I just realized something else that I forgot to mention regarding crash/freeze causes: network buffers. It's an out-of-memory problem, but a bit more specific. When you have a ton of open TCP connections to a host, that host will allocate a lot of (kernel) memory for TCP transmit/receive buffers. In newer *Linux* kernels, this memory is being allocated in an adaptive manner - i.e. the kernel only allocates a small amount of memory to each TCP buffer, and then increases it as necessary (per connection, depending on transfer speed and network delay to the other peer). Older kernels, however, will allocate a fixed amount per socket, which can quickly eat up all available kernel memory.

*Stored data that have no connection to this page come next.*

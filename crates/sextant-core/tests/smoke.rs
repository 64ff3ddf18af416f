// File: crates/sextant-core/tests/smoke.rs
// Purpose: End-to-end smoke test: build a full session and write every surface to disk.

mod common;

use std::collections::BTreeSet;

use chrono::NaiveDate;
use sextant_core::{ConfidenceBandPoint, ForecastRenderer, ForecastSeries, ForecastStyle, OverlayKind};

#[test]
fn render_smoke_png() {
    let out = std::path::PathBuf::from("target/test_out");
    std::fs::create_dir_all(&out).unwrap();

    // labels on: exercises text shaping too
    let mut m = sextant_core::SessionManager::new(common::descriptors(), sextant_core::BuildOptions::default(), std::time::Duration::ZERO);
    let id = m.begin(common::snapshot("SMOKE", 90), BTreeSet::from(OverlayKind::ALL));
    m.build(&common::layout(640)).expect("session builds");
    for (kind, bytes) in m.live_session_mut(id).unwrap().export_png().expect("export") {
        assert!(bytes.starts_with(&[137, 80, 78, 71]), "should be PNG header");
        std::fs::write(out.join(format!("smoke_{}.png", kind.label())), bytes).unwrap();
    }

    let start = NaiveDate::from_ymd_opt(2024, 1, 1).unwrap();
    let raw: Vec<ConfidenceBandPoint> = (1..=10)
        .map(|i| {
            let p = 100.0 + i as f64 * 0.8;
            let w = 1.5 + i as f64 * 0.4;
            ConfidenceBandPoint { date: start + chrono::Days::new(i), predicted: p, lower_bound: p - w, upper_bound: p + w }
        })
        .collect();
    let mut r = ForecastRenderer::new(ForecastStyle::default()).unwrap();
    r.draw(&ForecastSeries::normalize(100.0, &raw));
    let path = out.join("smoke_forecast.png");
    r.write_png(&path).expect("write forecast");
    assert!(std::fs::metadata(&path).expect("output exists").len() > 0, "png should be non-empty");
}
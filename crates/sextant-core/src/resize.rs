// File: crates/sextant-core/src/resize.rs
// Summary: Propagates container size changes to the panels of one live session.

use tokio::sync::watch;

use crate::geometry::Size;
use crate::layout::{LayoutHost, LayoutSnapshot};
use crate::session::{SessionId, SessionManager};

/// Subscription to the layout bound to a single session. Dropped together with the
/// session; a notification that arrives after disposal reflows nothing.
pub struct ResizeCoordinator {
    rx: watch::Receiver<LayoutSnapshot>,
    session: SessionId,
}

impl ResizeCoordinator {
    /// Subscribe for `session`. The size the panels were just built with counts as seen.
    pub fn subscribe(host: &LayoutHost, session: SessionId) -> Self {
        let mut rx = host.subscribe();
        rx.borrow_and_update();
        Self { rx, session }
    }

    pub fn from_receiver(mut rx: watch::Receiver<LayoutSnapshot>, session: SessionId) -> Self {
        rx.borrow_and_update();
        Self { rx, session }
    }

    pub fn session(&self) -> SessionId {
        self.session
    }

    /// Next layout change. `None` once the layout host has gone away.
    pub async fn changed(&mut self) -> Option<LayoutSnapshot> {
        self.rx.changed().await.ok()?;
        Some(self.rx.borrow_and_update().clone())
    }

    /// Apply `layout` to every panel of the bound session. Returns how many panels were
    /// re-sized; zero when the session is no longer live.
    pub fn reflow(&self, manager: &mut SessionManager, layout: &LayoutSnapshot) -> usize {
        let Some(session) = manager.live_session_mut(self.session) else {
            tracing::debug!(session = %self.session, "resize after dispose ignored");
            return 0;
        };
        let mut reflowed = 0;
        for panel in session.panels_mut() {
            let d = *panel.descriptor();
            let Some(region) = layout.size_of(d.container) else { continue };
            if region.width == 0 {
                continue;
            }
            let size = Size::new(region.width, if region.height > 0 { region.height } else { d.height_hint });
            match panel.resize(size) {
                Ok(true) => reflowed += 1,
                Ok(false) => {}
                Err(e) => tracing::warn!(container = %d.container, error = %e, "panel resize failed; keeping previous surface"),
            }
        }
        tracing::debug!(session = %self.session, reflowed, "layout applied");
        reflowed
    }
}
// File: crates/sextant-core/src/gauge.rs
// Summary: Radial signal gauge: exact score-to-angle mapping and its raster routine.
// Angles are Skia degrees (clockwise from +x, y down): the track runs over the upper
// half circle from 180 (left, score 0) through 270 (top, score 50) to 360 (right, 100).

use std::path::Path;

use skia_safe as skia;

use crate::draw;
use crate::geometry::{clamp, Size};
use crate::raster::{self, RenderError};
use crate::text::{Anchor, TextShaper};
use crate::theme::Theme;

pub const START_ANGLE: f32 = 180.0;
pub const SWEEP_ANGLE: f32 = 180.0;
pub const END_ANGLE: f32 = START_ANGLE + SWEEP_ANGLE;

#[derive(Clone, Copy, Debug, PartialEq)]
pub struct GaugeGeometry {
    /// Score after clamping into 0..=100.
    pub score: f64,
    /// (score - 50) / 50, in [-1, 1].
    pub normalized: f64,
    /// Share of the track covered by the foreground arc, in [0, 1].
    pub fraction: f64,
    pub start_angle: f32,
    pub sweep_angle: f32,
    pub needle_angle: f32,
}

impl GaugeGeometry {
    pub fn for_score(score: f64) -> Self {
        let score = if score.is_nan() { 50.0 } else { clamp(score, 0.0, 100.0) };
        let normalized = (score - 50.0) / 50.0;
        let fraction = (normalized + 1.0) / 2.0;
        Self {
            score,
            normalized,
            fraction,
            start_angle: START_ANGLE,
            sweep_angle: SWEEP_ANGLE,
            needle_angle: START_ANGLE + SWEEP_ANGLE * fraction as f32,
        }
    }

    /// Sweep of the foreground arc in degrees.
    pub fn filled_sweep(&self) -> f32 {
        self.sweep_angle * self.fraction as f32
    }

    /// End of a needle of length `radius` pivoting at `center`.
    pub fn needle_tip(&self, center: (f32, f32), radius: f32) -> (f32, f32) {
        let rad = self.needle_angle.to_radians();
        (center.0 + radius * rad.cos(), center.1 + radius * rad.sin())
    }

    pub fn label(&self) -> &'static str {
        signal_label(self.score)
    }
}

pub fn signal_label(score: f64) -> &'static str {
    match score {
        s if s >= 75.0 => "Strong Buy",
        s if s >= 60.0 => "Buy",
        s if s > 40.0 => "Neutral",
        s if s > 25.0 => "Sell",
        _ => "Strong Sell",
    }
}

fn zone_color(score: f64, theme: &Theme) -> skia::Color {
    if score >= 60.0 {
        theme.gauge_bullish
    } else if score > 40.0 {
        theme.gauge_neutral
    } else {
        theme.gauge_bearish
    }
}

/// Draw the gauge centered horizontally on `canvas`, pivot near the bottom of `size`.
pub fn draw_gauge(canvas: &skia::Canvas, size: Size, geometry: &GaugeGeometry, theme: &Theme, text: Option<&TextShaper>) {
    let (w, h) = (size.width as f32, size.height as f32);
    let thickness = (w.min(h) * 0.08).max(4.0);
    let radius = ((w * 0.5).min(h * 0.8) - thickness).max(1.0);
    let center = (w * 0.5, h * 0.85);
    let oval = skia::Rect::from_xywh(center.0 - radius, center.1 - radius, radius * 2.0, radius * 2.0);

    let mut track = draw::stroke(theme.gauge_track, thickness);
    track.set_stroke_cap(skia::paint::Cap::Round);
    canvas.draw_arc(oval, geometry.start_angle, geometry.sweep_angle, false, &track);

    if geometry.fraction > 0.0 {
        let mut fg = draw::stroke(zone_color(geometry.score, theme), thickness);
        fg.set_stroke_cap(skia::paint::Cap::Round);
        canvas.draw_arc(oval, geometry.start_angle, geometry.filled_sweep(), false, &fg);
    }

    let tip = geometry.needle_tip(center, radius * 0.9);
    canvas.draw_line(center, tip, &draw::stroke(theme.needle, 3.0));
    canvas.draw_circle(center, thickness * 0.6, &draw::fill(theme.needle));

    if let Some(text) = text {
        text.draw(canvas, &format!("{:.0}", geometry.score), center.0, center.1 - radius * 0.35, 22.0, theme.axis_label, Anchor::Center, true);
        text.draw(canvas, geometry.label(), center.0, center.1 - radius * 0.1, 13.0, zone_color(geometry.score, theme), Anchor::Center, false);
    }
}

/// Gauge on its own surface.
pub struct GaugeRenderer {
    size: Size,
    theme: Theme,
    surface: skia::Surface,
    text: Option<TextShaper>,
}

impl GaugeRenderer {
    pub fn new(size: Size, theme: Theme, draw_labels: bool) -> Result<Self, RenderError> {
        let surface = raster::allocate(size)?;
        Ok(Self { size, theme, surface, text: draw_labels.then(TextShaper::new) })
    }

    pub fn draw(&mut self, score: f64) -> GaugeGeometry {
        let geometry = GaugeGeometry::for_score(score);
        let canvas = self.surface.canvas();
        canvas.clear(self.theme.background);
        draw_gauge(canvas, self.size, &geometry, &self.theme, self.text.as_ref());
        geometry
    }

    pub fn to_rgba8(&mut self) -> Result<(Vec<u8>, u32, u32, usize), RenderError> {
        raster::to_rgba8(&mut self.surface)
    }

    pub fn render_to_png_bytes(&mut self) -> Result<Vec<u8>, RenderError> {
        raster::to_png_bytes(&mut self.surface)
    }

    pub fn write_png(&mut self, path: impl AsRef<Path>) -> Result<(), RenderError> {
        raster::write_png(&mut self.surface, path)
    }
}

I think I actually discussed this with FreeBSD developers a while ago (on this list even?), and they told me the FreeBSD kernel can only allocate max 2GB of kernel memory. I don't know if it allocates network buffers dynamically (i.e. as much memory as is necessary for each socket/connection) but 2GB is not a lot if each connection uses up e.g. 100K buffer memory. If you have e.g. 1GB available to network buffers, it means a max limit of 10k simultaneous connections on a server, regardless of how much memory it has.

Regards,

  /Ragnar



On 09/03/2012 06:14 AM, Andy Young wrote:
Hi Ragnar,

Thank you for the reply. That makes a lot of sense. I think the resources at risk had to do with the low level details of the network card. I experimented tonight with bumping the hw.igb.rxd and hw.igb.txd tunable parameters of the NIC driver to their max value of 4096 (the default was 256). This seems to have resolved the issue. Before bumping their values, my load test was crashing the network at about 350 simultaneous connections. The behavior I witnessed was the application server (jetty) would seize up first and I could see it was no longer responding through my ssh connections. If I killed it off right away, all of the connections got closed and everything went back to being fine. If I left it in that state for 30 seconds or so, the system became unrecoverable. The connections remained open according to netstat even after I had closed the server and client processes. Short of rebooting, nothing I did would close the connections down. After bumping the rxd and txd parameters as well as kern.ipc.nmbclusters, the problem seems to have gone away. I can now successfully simulate over 800 simultaneous connections and it hasn't crashed since. To be honest, I don't know what the rxd and txd parameters do but it seems to have helped.

Andy

On Sep 2, 2012 1:58 AM, "Ragnar Lonn" <rag...@gatorhole.com <mailto:rag...@gatorhole.com>> wrote:

> Hi Andy,
>
> I work for an online load testing service (loadimpact.com <http://loadimpact.com/>) and what we > see is that the most common cause when a server crashes during a load test,
> is that it runs out of some vital system resource. Usually system memory,
> but network connections (sockets/file descriptors) is also a likely cause.
>
> You should have gotten some kind of error messages in the system log, but
> if the problem is easily repeatable I would set up monitoring of at least
> memory and file descriptors, and see if you are near the limits when the
> machine freezes.
>
> Regards,
>
>   /Ragnar

On Sat, Sep 1, 2012 at 10:44 PM, Andy Young <ayo...@mosaicarchive.com <mailto:ayo...@mosaicarchive.com>> wrote:

    I read through the driver man page, which is a great source of
    information. I see I'm using the Intel igb driver and it supports
    three tunables. Could I have exceeded the number of receive
    descriptors? What would the effect of this number being too low
    be? What about the Adaptive Interrupt Moderation?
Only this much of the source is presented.